Вдруг где-то наверху раздался пронзительный визг. — Соскальзывает правый приводной ремень! — воскликнул Чак. — Надо быстро укрепить его. Уменьшить скорость до средней!
Фергюсон перевел взгляд на Эндрю: — Мне кажется, вам лучше вернуться на верхнюю палубу, сэр.
Крепко держась рукой за стойку, Эндрю посмотрел на узкую лестницу, ведущую наверх. По обе стороны от нее с бешеной скоростью вертелись приводные ремни. Пол то уходил у него из-под ног, то подбрасывал его к потолку.
— Отсюда есть другой выход? — пересохшими губами прошептал Эндрю.
— Эй, Гарри, остаешься за главного! — крикнул Фергюсон, подхватывая полковника под руку. — Пойдемте, сэр.
Их путь лежал между высокими поленницами. Несколько человек занимались подачей дров к топкам на корме — ненасытные котлы быстро пожирали все и постоянно требовали добавки. Наконец они добрались до тяжелой двери, и Чак с усилием распахнул ее, таща Эндрю за собой. Затем инженер наглухо закрыл дверь. Здесь было гораздо тише, чем в машинном отделении, но так же жарко. Это была узкая комната, освещаемая тусклым светом единственной свечи, закрытой стеклянным колпаком. Эндрю решил, что она напоминает гроб.
— За следующей дверью зарядный погреб, — сообщил ему Фергюсон. — Мы соорудили эту промежуточную камеру для большей безопасности, чтобы туда не могла попасть искра из машинного отделения.
— То есть если у вас там что-нибудь произойдет, люди смогут выбраться оттуда только сквозь эту душегубку или по лестнице, где тебя может перерезать ремнем пополам? — недоверчиво спросил Эндрю.
— У нас не было времени придумать что-нибудь получше, сэр. Из порохового погреба есть проходы в дровяной склад и помещения на носу корабля, но нам туда не добраться. К тому же, если у нас протаранят корму или ядро пробьет борт ниже ватерлинии, нам не понадобятся спасательные люки. Когда холодная вода зальет котлы, их стенки не выдержат. На нас выльются тонны кипятка.
Эндрю потрясено уставился на Фергюсона. Голос инженера звучал так спокойно и деловито, словно он говорил о каких-то обыденных и малозначительных вещах.
— Пойдемте, сэр. Вам лучше побыстрее очутиться на свежем воздухе…
Чак постучал во вторую дверь.
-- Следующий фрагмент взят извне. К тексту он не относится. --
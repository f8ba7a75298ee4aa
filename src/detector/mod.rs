//! Frame analysis stages above the pixel level
//!
//! - Run-length encoding of the classified frame
//! - Union-find labeling of runs into components
//! - Blob aggregation and the enclosure tree
//! - Finder pattern scoring
//! - QR-region assembly and deduplication
//! - Section statistics

/// Blob aggregation from labeled runs
pub mod blobs;
/// Finder pattern scoring over nested blobs
pub mod finder;
/// QR-region assembly from finder triples
pub mod qr_region;
/// Run-length encoding of classified rows
pub mod runs;
/// Per-section mean, variegation and threshold
pub mod sections;
/// Disjoint sets over runs
pub mod union_find;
Через секунду она распахнулась, и на пороге появился мальчик из порохового погреба.
— Пойдемте, — повторил Фергюсон и потащил Эндрю за собой.
Корабль продолжало бросать вверх-вниз. Как и промежуточная камера, пороховой склад освещался одной-единственной свечой, защищенной стеклом. Эндрю с трудом различал деревянные корзины, в которых находились завернутые в холст пороховые заряды. Все помещение было объемом со шкаф. Запах стоял отвратительный, и лицо подносчика пороха было зеленого цвета.
— Мне нехорошо, — пробормотал Эндрю. Фергюсон ринулся к переговорной трубе.
— Все огни потушены? — заревел он. — Откройте этот долбанный люк — мы с полковником поднимаемся наверх.
Мгновение спустя крышка люка у них над головой была откинута, и в появившемся отверстии возникла физиономия О'Мэлли. Эндрю начал было подниматься по лестнице, но качка была такой сильной, что ему никак не удавалось ухватиться рукой за верхнюю перекладину и не потерять равновесия.
— Господи, за что мне такие муки, — простонал он.
— Не падайте духом, сэр, — произнес О'Мэлли. В его голосе слышалась чуть заметная ирония.
Ирландец по пояс просунулся в люк и схватил Эндрю за запястье.
— Все, я держу вас. Поднимайтесь.
Силы Эндрю были на исходе, он еле передвигал трясущиеся ноги, и в итоге О’Мэлли пришлось тащить его, как морковку. Если раньше батарейная палуба казалась ему адским пеклом, то после машинного отделения его пробил здесь озноб.
— Отпустите меня, — выдавил он и, шатаясь, доплелся до пушечного порта в носовой части «Суздаля». Эндрю высунул голову наружу и наконец изверг содержимое своего желудка.
— Твою мать, придурок, смотри, куда ты блюешь! Хоть я и доктор, мне все равно не нравится, когда кто-то блюет на мои новые ботинки.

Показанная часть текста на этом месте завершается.